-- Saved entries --
------------------------

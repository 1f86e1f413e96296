use crate::driver::{self, LineSource, SourceBuffer};
use crate::error::{BackendError, TauError};
use crate::ir::{Entry, Unit};
use crate::session::Session;
use std::fmt::{self, Display, Formatter};
use yansi::Paint;

/// Name used for interactive input in diagnostics.
pub const STDIN: &str = "<stdin>";

/// Value returned by an interactive unit.
#[derive(Debug, Clone, Copy, PartialEq)]
pub enum Output {
    Real(f64),
    Int(i32),
    Bool(bool),
}

impl Display for Output {
    fn fmt(&self, f: &mut Formatter<'_>) -> fmt::Result {
        match self {
            Output::Real(x) => write!(f, "{:?}", x),
            Output::Int(i) => write!(f, "{}", i),
            Output::Bool(true) => write!(f, "True"),
            Output::Bool(false) => write!(f, "False"),
        }
    }
}

/// Turns compiled units into running code.
pub trait Backend {
    /// Makes everything `unit` defines available to later units.
    fn load(&mut self, unit: &Unit) -> Result<(), BackendError>;

    /// Calls the entry function of a loaded unit.
    fn invoke(&mut self, entry: &Entry) -> Result<Option<Output>, BackendError>;
}

/// An interactive session: every unit is compiled, handed to the backend
/// and run before the next one is read.
pub struct Repl<B> {
    session: Session,
    backend: B,
}

impl<B: Backend> Repl<B> {
    pub fn new(session: Session, backend: B) -> Self {
        Self { session, backend }
    }

    pub fn session(&self) -> &Session {
        &self.session
    }

    pub fn backend(&self) -> &B {
        &self.backend
    }

    /// Compiles and runs `text` as one unit, returning the value of its
    /// last statement. A failing unit leaves the session untouched.
    pub fn run_command(&mut self, text: &str) -> Result<Option<Output>, TauError> {
        let checkpoint = self.session.checkpoint();
        let result = driver::compile_command(&mut self.session, text)
            .map_err(TauError::from)
            .and_then(|unit| self.submit(&unit));
        if result.is_err() {
            self.session.restore(checkpoint);
        }
        result
    }

    /// Compiles and runs the next top-level construct from `source`.
    pub fn run_unit<S: LineSource>(
        &mut self,
        source: &mut SourceBuffer<S>,
    ) -> Result<Option<Output>, TauError> {
        let checkpoint = self.session.checkpoint();
        let result = driver::compile_unit(&mut self.session, source)
            .map_err(TauError::from)
            .and_then(|unit| self.submit(&unit));
        if result.is_err() {
            self.session.restore(checkpoint);
        }
        result
    }

    fn submit(&mut self, unit: &Unit) -> Result<Option<Output>, TauError> {
        self.backend.load(unit)?;
        match &unit.entry {
            Some(entry) => Ok(self.backend.invoke(entry)?),
            None => Ok(None),
        }
    }

    /// Reads units until `source` is exhausted, printing each result.
    /// Errors are reported and the rest of the offending input dropped.
    pub fn run<S: LineSource>(&mut self, source: &mut SourceBuffer<S>) {
        if !self.session.options.quiet {
            println!("{}", "Tau REPL".green().bold());
            println!("{}", "Blank line ends a block; Ctrl-D exits.".dim());
        }

        loop {
            match source.end(0) {
                Ok(true) => break,
                Ok(false) => {}
                Err(e) => {
                    e.eprint(STDIN);
                    source.discard();
                    continue;
                }
            }
            match self.run_unit(source) {
                Ok(Some(output)) => println!("{}", output),
                Ok(None) => {}
                Err(e) => {
                    e.eprint(STDIN);
                    source.discard();
                }
            }
        }
    }
}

------------------------

-- Exercise description --
Output the records in full, exactly.

-- Final answer --
repository 1f86e1f413e96296
use crate::driver::{self, LineSource, SourceBuffer};
use crate::error::{BackendError, TauError};
use crate::ir::{Entry, Unit};
use crate::session::Session;
use std::fmt::{self, Display, Formatter};
use yansi::Paint;

/// Name used for interactive input in diagnostics.
pub const STDIN: &str = "<stdin>";

/// Value returned by an interactive unit.
#[derive(Debug, Clone, Copy, PartialEq)]
pub enum Output {
    Real(f64),
    Int(i32),
    Bool(bool),
}

impl Display for Output {
    fn fmt(&self, f: &mut Formatter<'_>) -> fmt::Result {
        match self {
            Output::Real(x) => write!(f, "{:?}", x),
            Output::Int(i) => write!(f, "{}", i),
            Output::Bool(true) => write!(f, "True"),
            Output::Bool(false) => write!(f, "False"),
        }
    }
}

/// Turns compiled units into running code.
pub trait Backend {
    /// Makes everything `unit` defines available to later units.
    fn load(&mut self, unit: &Unit) -> Result<(), BackendError>;

    /// Calls the entry function of a loaded unit.
    fn invoke(&mut self, entry: &Entry) -> Result<Option<Output>, BackendError>;
}

/// An interactive session: every unit is compiled, handed to the backend
/// and run before the next one is read.
pub struct Repl<B> {
    session: Session,
    backend: B,
}

impl<B: Backend> Repl<B> {
    pub fn new(session: Session, backend: B) -> Self {
        Self { session, backend }
    }

    pub fn session(&self) -> &Session {
        &self.session
    }

    pub fn backend(&self) -> &B {
        &self.backend
    }

    /// Compiles and runs `text` as one unit, returning the value of its
    /// last statement. A failing unit leaves the session untouched.
    pub fn run_command(&mut self, text: &str) -> Result<Option<Output>, TauError> {
        let checkpoint = self.session.checkpoint();
        let result = driver::compile_command(&mut self.session, text)
            .map_err(TauError::from)
            .and_then(|unit| self.submit(&unit));
        if result.is_err() {
            self.session.restore(checkpoint);
        }
        result
    }

    /// Compiles and runs the next top-level construct from `source`.
    pub fn run_unit<S: LineSource>(
        &mut self,
        source: &mut SourceBuffer<S>,
    ) -> Result<Option<Output>, TauError> {
        let checkpoint = self.session.checkpoint();
        let result = driver::compile_unit(&mut self.session, source)
            .map_err(TauError::from)
            .and_then(|unit| self.submit(&unit));
        if result.is_err() {
            self.session.restore(checkpoint);
        }
        result
    }

    fn submit(&mut self, unit: &Unit) -> Result<Option<Output>, TauError> {
        self.backend.load(unit)?;
        match &unit.entry {
            Some(entry) => Ok(self.backend.invoke(entry)?),
            None => Ok(None),
        }
    }

    /// Reads units until `source` is exhausted, printing each result.
    /// Errors are reported and the rest of the offending input dropped.
    pub fn run<S: LineSource>(&mut self, source: &mut SourceBuffer<S>) {
        if !self.session.options.quiet {
            println!("{}", "Tau REPL".green().bold());
            println!("{}", "Blank line ends a block; Ctrl-D exits.".dim());
        }

        loop {
            match source.end(0) {
                Ok(true) => break,
                Ok(false) => {}
                Err(e) => {
                    e.eprint(STDIN);
                    source.discard();
                    continue;
                }
            }
            match self.run_unit(source) {
                Ok(Some(output)) => println!("{}", output),
                Ok(None) => {}
                Err(e) => {
                    e.eprint(STDIN);
                    source.discard();
                }
            }
        }
    }
}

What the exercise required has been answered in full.